◆ Aim of the exercise: How many lines in the records below contain the string "EncodeOptions"? Answer with the number alone.
Top of Exercise data
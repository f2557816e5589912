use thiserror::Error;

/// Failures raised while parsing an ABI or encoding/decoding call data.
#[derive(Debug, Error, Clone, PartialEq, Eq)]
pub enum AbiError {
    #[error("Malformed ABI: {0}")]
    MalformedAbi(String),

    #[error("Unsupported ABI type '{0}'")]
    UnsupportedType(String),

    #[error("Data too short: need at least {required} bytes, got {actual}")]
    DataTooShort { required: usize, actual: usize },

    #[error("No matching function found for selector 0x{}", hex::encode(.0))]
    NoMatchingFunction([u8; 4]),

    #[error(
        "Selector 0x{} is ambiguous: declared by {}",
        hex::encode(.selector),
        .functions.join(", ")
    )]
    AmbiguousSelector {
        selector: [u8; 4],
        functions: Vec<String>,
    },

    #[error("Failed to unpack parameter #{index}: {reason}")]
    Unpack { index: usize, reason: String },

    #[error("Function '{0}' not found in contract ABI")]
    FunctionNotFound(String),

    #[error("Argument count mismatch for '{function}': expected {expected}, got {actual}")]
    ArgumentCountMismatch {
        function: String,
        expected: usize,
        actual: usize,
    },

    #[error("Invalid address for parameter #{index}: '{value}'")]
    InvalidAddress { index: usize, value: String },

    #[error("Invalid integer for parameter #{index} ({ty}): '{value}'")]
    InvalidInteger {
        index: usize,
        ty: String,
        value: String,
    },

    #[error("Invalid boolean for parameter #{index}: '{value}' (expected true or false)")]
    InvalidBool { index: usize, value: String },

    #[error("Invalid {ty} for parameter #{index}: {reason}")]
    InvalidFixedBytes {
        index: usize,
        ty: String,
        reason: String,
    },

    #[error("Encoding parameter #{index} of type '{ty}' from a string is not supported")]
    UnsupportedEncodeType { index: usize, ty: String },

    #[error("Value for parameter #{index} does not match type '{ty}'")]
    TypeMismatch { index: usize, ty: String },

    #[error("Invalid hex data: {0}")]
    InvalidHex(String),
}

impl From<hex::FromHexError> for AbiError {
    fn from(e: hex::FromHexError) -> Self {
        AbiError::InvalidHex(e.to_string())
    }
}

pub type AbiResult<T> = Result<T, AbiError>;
Bottom of Exercise data
Top of Exercise data
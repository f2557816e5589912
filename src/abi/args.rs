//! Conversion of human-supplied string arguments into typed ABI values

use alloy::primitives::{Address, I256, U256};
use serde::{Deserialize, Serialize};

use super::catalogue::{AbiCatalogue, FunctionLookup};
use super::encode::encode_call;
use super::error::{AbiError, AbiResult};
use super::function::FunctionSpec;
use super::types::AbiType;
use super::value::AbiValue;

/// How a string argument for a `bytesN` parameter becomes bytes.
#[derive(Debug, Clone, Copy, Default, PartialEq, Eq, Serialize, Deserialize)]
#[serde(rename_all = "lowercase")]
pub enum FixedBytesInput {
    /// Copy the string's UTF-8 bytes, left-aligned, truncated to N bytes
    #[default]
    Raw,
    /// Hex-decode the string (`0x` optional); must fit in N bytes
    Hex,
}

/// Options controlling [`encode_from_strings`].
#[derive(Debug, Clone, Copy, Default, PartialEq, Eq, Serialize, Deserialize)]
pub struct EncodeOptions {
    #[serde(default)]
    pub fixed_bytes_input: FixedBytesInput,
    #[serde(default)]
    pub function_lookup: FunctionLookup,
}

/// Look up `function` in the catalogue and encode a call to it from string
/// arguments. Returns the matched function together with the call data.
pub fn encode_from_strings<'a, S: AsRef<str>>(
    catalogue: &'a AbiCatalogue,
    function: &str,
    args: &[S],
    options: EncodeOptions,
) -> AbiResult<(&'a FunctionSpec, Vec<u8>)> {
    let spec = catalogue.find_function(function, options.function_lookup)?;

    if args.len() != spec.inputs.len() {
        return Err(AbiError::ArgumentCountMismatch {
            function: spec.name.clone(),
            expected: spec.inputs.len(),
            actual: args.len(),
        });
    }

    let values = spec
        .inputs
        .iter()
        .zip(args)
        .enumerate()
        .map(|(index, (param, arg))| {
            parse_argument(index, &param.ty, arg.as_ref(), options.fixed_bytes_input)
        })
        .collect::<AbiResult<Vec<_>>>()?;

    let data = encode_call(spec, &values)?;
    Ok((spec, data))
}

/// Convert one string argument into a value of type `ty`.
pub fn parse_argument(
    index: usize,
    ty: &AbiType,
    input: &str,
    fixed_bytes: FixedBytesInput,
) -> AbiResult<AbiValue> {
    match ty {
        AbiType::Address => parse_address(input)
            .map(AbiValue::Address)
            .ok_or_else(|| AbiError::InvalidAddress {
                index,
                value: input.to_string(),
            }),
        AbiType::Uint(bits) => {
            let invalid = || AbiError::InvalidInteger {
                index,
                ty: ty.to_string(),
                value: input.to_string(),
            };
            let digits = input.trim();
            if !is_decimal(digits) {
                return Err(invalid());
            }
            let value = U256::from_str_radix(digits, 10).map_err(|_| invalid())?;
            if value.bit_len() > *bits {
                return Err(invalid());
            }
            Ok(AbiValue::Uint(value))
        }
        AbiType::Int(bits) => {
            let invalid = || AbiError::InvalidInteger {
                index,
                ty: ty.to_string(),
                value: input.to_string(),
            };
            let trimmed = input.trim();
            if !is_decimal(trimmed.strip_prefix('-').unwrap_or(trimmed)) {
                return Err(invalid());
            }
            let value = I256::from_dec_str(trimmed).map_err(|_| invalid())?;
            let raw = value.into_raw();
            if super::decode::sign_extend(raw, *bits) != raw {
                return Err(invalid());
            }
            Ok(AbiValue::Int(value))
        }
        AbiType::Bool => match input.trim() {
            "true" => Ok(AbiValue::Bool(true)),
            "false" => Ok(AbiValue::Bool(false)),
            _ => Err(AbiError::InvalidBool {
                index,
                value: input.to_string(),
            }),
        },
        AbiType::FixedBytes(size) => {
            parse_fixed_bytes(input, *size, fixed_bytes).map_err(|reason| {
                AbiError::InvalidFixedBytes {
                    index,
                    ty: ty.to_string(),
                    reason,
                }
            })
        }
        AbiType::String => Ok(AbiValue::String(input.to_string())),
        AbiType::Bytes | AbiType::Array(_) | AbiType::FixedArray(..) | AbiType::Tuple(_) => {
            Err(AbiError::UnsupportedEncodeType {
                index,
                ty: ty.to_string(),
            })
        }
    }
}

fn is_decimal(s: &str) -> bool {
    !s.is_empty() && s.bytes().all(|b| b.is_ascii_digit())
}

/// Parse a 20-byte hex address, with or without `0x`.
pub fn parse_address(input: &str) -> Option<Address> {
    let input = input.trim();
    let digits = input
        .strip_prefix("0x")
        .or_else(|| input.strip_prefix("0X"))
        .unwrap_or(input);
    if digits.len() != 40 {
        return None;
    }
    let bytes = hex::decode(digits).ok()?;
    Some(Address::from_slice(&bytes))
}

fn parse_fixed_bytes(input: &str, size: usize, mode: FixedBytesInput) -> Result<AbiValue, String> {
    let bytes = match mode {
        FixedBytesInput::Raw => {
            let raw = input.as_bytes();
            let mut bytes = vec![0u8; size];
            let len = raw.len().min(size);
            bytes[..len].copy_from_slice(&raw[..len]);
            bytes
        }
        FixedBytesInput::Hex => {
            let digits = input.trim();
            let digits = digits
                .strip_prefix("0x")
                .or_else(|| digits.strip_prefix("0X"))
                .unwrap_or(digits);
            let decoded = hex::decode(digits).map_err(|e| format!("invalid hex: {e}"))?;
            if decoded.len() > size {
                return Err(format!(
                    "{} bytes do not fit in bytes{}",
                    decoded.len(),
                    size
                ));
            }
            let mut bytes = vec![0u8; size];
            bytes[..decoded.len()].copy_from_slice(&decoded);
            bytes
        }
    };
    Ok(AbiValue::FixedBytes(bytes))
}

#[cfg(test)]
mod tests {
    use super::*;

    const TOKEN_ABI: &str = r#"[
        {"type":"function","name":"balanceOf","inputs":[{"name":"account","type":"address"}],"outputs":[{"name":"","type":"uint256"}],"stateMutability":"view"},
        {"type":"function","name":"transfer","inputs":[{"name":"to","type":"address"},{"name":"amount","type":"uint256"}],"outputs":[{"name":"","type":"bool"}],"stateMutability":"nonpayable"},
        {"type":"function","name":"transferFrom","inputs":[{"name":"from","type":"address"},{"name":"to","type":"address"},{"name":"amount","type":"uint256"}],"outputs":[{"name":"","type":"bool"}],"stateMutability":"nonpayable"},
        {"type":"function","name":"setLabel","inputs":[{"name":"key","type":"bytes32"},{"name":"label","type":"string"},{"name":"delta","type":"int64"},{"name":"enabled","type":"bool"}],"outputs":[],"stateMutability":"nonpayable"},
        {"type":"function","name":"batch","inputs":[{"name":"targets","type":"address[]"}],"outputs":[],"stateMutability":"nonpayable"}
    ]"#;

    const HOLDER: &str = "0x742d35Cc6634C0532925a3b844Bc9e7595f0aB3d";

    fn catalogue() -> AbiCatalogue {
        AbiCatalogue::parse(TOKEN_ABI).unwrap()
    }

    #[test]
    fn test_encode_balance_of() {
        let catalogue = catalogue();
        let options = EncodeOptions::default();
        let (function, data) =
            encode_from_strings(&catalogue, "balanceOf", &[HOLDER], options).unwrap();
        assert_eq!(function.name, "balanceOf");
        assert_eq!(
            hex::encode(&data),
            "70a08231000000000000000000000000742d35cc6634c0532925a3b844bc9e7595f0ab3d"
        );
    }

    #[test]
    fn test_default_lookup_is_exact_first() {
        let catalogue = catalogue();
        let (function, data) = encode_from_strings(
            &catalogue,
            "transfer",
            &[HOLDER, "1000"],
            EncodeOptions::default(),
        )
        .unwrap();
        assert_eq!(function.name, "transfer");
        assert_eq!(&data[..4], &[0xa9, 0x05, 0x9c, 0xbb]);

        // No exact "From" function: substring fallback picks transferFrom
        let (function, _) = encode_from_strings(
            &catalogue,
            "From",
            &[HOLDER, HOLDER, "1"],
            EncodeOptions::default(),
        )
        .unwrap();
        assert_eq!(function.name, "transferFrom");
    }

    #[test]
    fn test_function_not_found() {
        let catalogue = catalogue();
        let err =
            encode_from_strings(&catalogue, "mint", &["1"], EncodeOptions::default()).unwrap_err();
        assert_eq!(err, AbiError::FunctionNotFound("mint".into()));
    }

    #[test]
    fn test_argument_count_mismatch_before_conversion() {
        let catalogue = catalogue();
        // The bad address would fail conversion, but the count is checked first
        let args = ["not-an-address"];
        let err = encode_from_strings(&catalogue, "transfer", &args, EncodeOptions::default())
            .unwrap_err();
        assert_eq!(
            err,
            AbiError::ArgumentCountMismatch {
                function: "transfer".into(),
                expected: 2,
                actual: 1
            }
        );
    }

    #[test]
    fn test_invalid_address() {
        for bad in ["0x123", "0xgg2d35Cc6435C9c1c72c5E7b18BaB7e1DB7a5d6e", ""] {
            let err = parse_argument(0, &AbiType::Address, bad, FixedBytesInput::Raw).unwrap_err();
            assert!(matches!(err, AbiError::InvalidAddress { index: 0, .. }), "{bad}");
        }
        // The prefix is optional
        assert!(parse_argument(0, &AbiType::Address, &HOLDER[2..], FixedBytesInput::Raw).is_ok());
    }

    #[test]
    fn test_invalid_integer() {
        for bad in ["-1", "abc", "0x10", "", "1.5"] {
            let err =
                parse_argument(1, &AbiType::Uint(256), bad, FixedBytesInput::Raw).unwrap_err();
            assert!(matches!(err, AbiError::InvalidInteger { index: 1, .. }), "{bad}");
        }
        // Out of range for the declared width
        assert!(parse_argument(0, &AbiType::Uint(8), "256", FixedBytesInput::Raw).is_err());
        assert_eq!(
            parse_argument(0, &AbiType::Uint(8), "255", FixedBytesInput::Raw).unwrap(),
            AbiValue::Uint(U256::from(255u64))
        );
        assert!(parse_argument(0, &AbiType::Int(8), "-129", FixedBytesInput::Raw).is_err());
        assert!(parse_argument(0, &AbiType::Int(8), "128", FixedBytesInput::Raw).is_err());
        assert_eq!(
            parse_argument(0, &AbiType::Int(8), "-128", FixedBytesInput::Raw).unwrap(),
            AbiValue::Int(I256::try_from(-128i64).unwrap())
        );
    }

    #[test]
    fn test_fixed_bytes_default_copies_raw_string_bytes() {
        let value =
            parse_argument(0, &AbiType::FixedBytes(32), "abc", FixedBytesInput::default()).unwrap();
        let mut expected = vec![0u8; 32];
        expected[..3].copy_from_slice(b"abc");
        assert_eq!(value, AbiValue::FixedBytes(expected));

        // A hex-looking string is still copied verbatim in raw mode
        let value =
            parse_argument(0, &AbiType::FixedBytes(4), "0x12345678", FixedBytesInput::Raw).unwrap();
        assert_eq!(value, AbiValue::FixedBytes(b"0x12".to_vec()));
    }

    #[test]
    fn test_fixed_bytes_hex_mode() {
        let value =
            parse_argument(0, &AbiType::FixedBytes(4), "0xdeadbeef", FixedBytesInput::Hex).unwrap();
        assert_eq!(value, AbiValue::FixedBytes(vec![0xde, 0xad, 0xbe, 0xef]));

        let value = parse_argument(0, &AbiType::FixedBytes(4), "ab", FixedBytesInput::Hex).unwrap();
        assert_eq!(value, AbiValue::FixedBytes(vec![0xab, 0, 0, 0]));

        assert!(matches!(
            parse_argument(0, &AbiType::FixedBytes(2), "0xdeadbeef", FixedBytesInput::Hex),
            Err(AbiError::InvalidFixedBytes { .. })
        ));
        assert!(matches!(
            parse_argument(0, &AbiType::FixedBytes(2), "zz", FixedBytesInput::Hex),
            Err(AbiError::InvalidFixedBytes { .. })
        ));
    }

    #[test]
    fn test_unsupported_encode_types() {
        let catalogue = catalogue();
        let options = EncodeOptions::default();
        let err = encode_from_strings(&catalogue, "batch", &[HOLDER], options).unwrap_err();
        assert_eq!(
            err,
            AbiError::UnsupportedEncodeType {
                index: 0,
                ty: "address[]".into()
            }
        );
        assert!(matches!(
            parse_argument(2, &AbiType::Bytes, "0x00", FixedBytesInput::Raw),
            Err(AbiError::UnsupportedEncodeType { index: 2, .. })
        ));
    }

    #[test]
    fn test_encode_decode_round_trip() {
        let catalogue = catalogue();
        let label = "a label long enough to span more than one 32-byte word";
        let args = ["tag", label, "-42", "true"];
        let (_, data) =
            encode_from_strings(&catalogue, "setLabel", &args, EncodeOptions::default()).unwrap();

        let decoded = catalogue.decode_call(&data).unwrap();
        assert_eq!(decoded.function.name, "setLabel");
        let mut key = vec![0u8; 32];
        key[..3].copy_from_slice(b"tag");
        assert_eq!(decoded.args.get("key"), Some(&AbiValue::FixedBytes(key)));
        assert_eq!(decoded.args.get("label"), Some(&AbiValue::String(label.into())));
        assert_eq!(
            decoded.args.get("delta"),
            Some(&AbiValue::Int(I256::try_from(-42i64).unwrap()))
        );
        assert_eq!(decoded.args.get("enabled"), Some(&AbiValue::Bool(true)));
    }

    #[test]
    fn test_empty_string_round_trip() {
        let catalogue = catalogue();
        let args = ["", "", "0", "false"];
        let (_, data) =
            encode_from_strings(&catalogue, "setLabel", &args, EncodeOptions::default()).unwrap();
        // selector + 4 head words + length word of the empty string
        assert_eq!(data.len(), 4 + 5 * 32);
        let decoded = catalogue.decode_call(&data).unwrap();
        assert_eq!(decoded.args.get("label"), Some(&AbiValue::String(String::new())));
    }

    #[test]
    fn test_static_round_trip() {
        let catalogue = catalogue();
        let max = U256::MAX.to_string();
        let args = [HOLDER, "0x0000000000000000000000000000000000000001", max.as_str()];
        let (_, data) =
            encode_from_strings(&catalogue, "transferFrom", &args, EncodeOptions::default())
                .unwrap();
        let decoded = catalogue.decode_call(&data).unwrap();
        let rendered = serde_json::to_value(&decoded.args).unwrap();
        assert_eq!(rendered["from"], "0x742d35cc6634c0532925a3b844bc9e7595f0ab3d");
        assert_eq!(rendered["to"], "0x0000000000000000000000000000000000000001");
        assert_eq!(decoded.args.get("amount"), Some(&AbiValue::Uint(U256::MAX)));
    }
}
Bottom of Exercise data
◆ Output for this exercise: 11